SALISBURY — Mayor Jim Ireton made it clear Monday that, though the City Council may want to work with the American Civil Liberties Union (ACLU) while revising election districts, he had “no interest” in negotiating with the group.
“The American Civil Liberties Union is a special interest group. They should be in touch with the courts after you finish your map and a vote is taken,” said Ireton. “I have no interest in negotiations with them. I negotiate with you and the citizens of this town. As I have said before, this is a local issue, with a local solution that will be sent to the courts. As a city, we then can work with the presiding judge on a solution; citizens, elected officials, judges … not special interest groups.”

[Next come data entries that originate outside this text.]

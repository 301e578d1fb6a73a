// libaime/src/host/codec.rs

//! Byte-at-a-time host frame assembler and the matching serializer.
//!
//! Wire form: `E0 <body, escaped> <checksum>`. Inside the body `E0` and
//! `D0` are sent as `D0 <byte - 1>`. The checksum is the additive sum of
//! the unescaped body and is sent as-is, so a checksum of `E0` or `D0`
//! cannot be received intact.

use std::time::Duration;

use crate::constants::{HOST_ESCAPE, HOST_SYNC};
use crate::host::frame::{FrameKind, HostFrame};
use crate::protocol::checksum::sum;
use crate::utils::{Deadline, us};
use crate::Result;

#[derive(Debug)]
enum State {
    Idle,
    Collecting {
        buf: Vec<u8>,
        checksum: u8,
        escape_pending: bool,
        deadline: Deadline,
    },
}

#[derive(Debug)]
pub struct HostFrameCodec {
    kind: FrameKind,
    window: Duration,
    state: State,
}

impl HostFrameCodec {
    pub fn new(kind: FrameKind, window: Duration) -> Self {
        Self {
            kind,
            window,
            state: State::Idle,
        }
    }

    /// Device side: assemble host requests.
    pub fn for_requests() -> Self {
        Self::new(
            FrameKind::Request,
            us(crate::constants::HOST_FRAME_TIMEOUT_US),
        )
    }

    /// Host side: assemble device responses.
    pub fn for_responses() -> Self {
        Self::new(
            FrameKind::Response,
            us(crate::constants::HOST_FRAME_TIMEOUT_US),
        )
    }

    pub fn is_idle(&self) -> bool {
        matches!(self.state, State::Idle)
    }

    /// Drop an in-progress frame whose window has passed. Returns true if
    /// a frame was dropped.
    pub fn poll_timeout(&mut self, now_us: u64) -> bool {
        if let State::Collecting { deadline, buf, .. } = &self.state {
            if deadline.is_expired(now_us) {
                log::debug!("host frame timed out after {} bytes", buf.len());
                self.state = State::Idle;
                return true;
            }
        }
        false
    }

    /// Feed one received byte. Returns a frame once its checksum trailer
    /// has arrived and matched.
    pub fn feed(&mut self, byte: u8, now_us: u64) -> Option<HostFrame> {
        if byte == HOST_SYNC {
            if !self.is_idle() {
                log::debug!("host frame restarted by sync byte");
            }
            self.state = State::Collecting {
                buf: Vec::with_capacity(32),
                checksum: 0,
                escape_pending: false,
                deadline: Deadline::after(now_us, self.window),
            };
            return None;
        }

        self.poll_timeout(now_us);

        let min_len = self.kind.header_len();
        let State::Collecting {
            buf,
            checksum,
            escape_pending,
            ..
        } = &mut self.state
        else {
            return None;
        };

        if byte == HOST_ESCAPE {
            *escape_pending = true;
            return None;
        }
        let byte = if *escape_pending {
            *escape_pending = false;
            byte.wrapping_add(1)
        } else {
            byte
        };

        // Length byte counts itself, so the trailer follows once the
        // collected bytes reach it.
        if !buf.is_empty() && buf.len() == buf[0] as usize {
            let result = if *checksum == byte {
                match HostFrame::parse(self.kind, buf) {
                    Ok(frame) => Some(frame),
                    Err(e) => {
                        log::debug!("host frame dropped: {}", e);
                        None
                    }
                }
            } else {
                log::debug!(
                    "host frame checksum mismatch: computed {:#04x}, received {:#04x}",
                    checksum,
                    byte
                );
                None
            };
            self.state = State::Idle;
            return result;
        }

        buf.push(byte);
        *checksum = checksum.wrapping_add(byte);

        if buf.len() == 1 && (byte as usize) < min_len {
            log::debug!("host frame declared length {} too short", byte);
            self.state = State::Idle;
        }
        None
    }

    /// Feed a run of bytes, returning every completed frame.
    pub fn feed_all(&mut self, bytes: &[u8], now_us: u64) -> Vec<HostFrame> {
        bytes
            .iter()
            .filter_map(|&b| self.feed(b, now_us))
            .collect()
    }

    /// Serialize `frame` with sync byte, escaping and checksum trailer.
    pub fn encode(frame: &HostFrame) -> Result<Vec<u8>> {
        let body = frame.to_body()?;
        let mut out = Vec::with_capacity(body.len() * 2 + 2);
        out.push(HOST_SYNC);
        for &b in &body {
            if b == HOST_SYNC || b == HOST_ESCAPE {
                out.push(HOST_ESCAPE);
                out.push(b.wrapping_sub(1));
            } else {
                out.push(b);
            }
        }
        // trailer is never escaped
        out.push(sum(&body));
        Ok(out)
    }
}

Ireton’s stark refusal seemed to blindside the council, which has been working over the last few weeks to meet with the Maryland branch of the ACLU to discuss Salisbury’s upcoming election re-districting. Earlier this month, the ACLU sent a letter offering three possible election maps and suggestions on how to make sure that districts are revised to be fair to minorities. Ireton had submitted three of his own maps, none of which received the ACLU’s support.
Following the letter, the council agreed to extend an invitation to the ACLU to receive input. Otherwise, the city expected the matter, which will end up in front of a judge regardless, to become legally messy.
City Attorney Mark Tilghman told the council Monday that ACLU representatives are willing to meet as early as next week, but would like to do so on “neutral ground”. When Tilghman asked that a member of the city administration accompany him to the meeting, however, Ireton refused.
“I’m not going to negotiate with a special interest group,” he said.
Council President Terry Cohen attempted to re-define exactly what an ACLU meeting would be.
“I think a better word than ‘negotiation’ is ‘conversation,’” she said.
But Ireton stood his ground, saying that the ACLU would be “lobbying” on behalf of its interests, not Salisbury’s. He pushed for the council to make its own decisions on maps and if the ACLU still took issue with that, it could take it up in court. However, Cohen pointed out the whole point of meeting with the ACLU would be to head off possible lawsuits through cooperation.
Eventually, Ireton at least agreed to speak to Tilghman about the situation further, though he never promised to lend administrative support to the endeavor.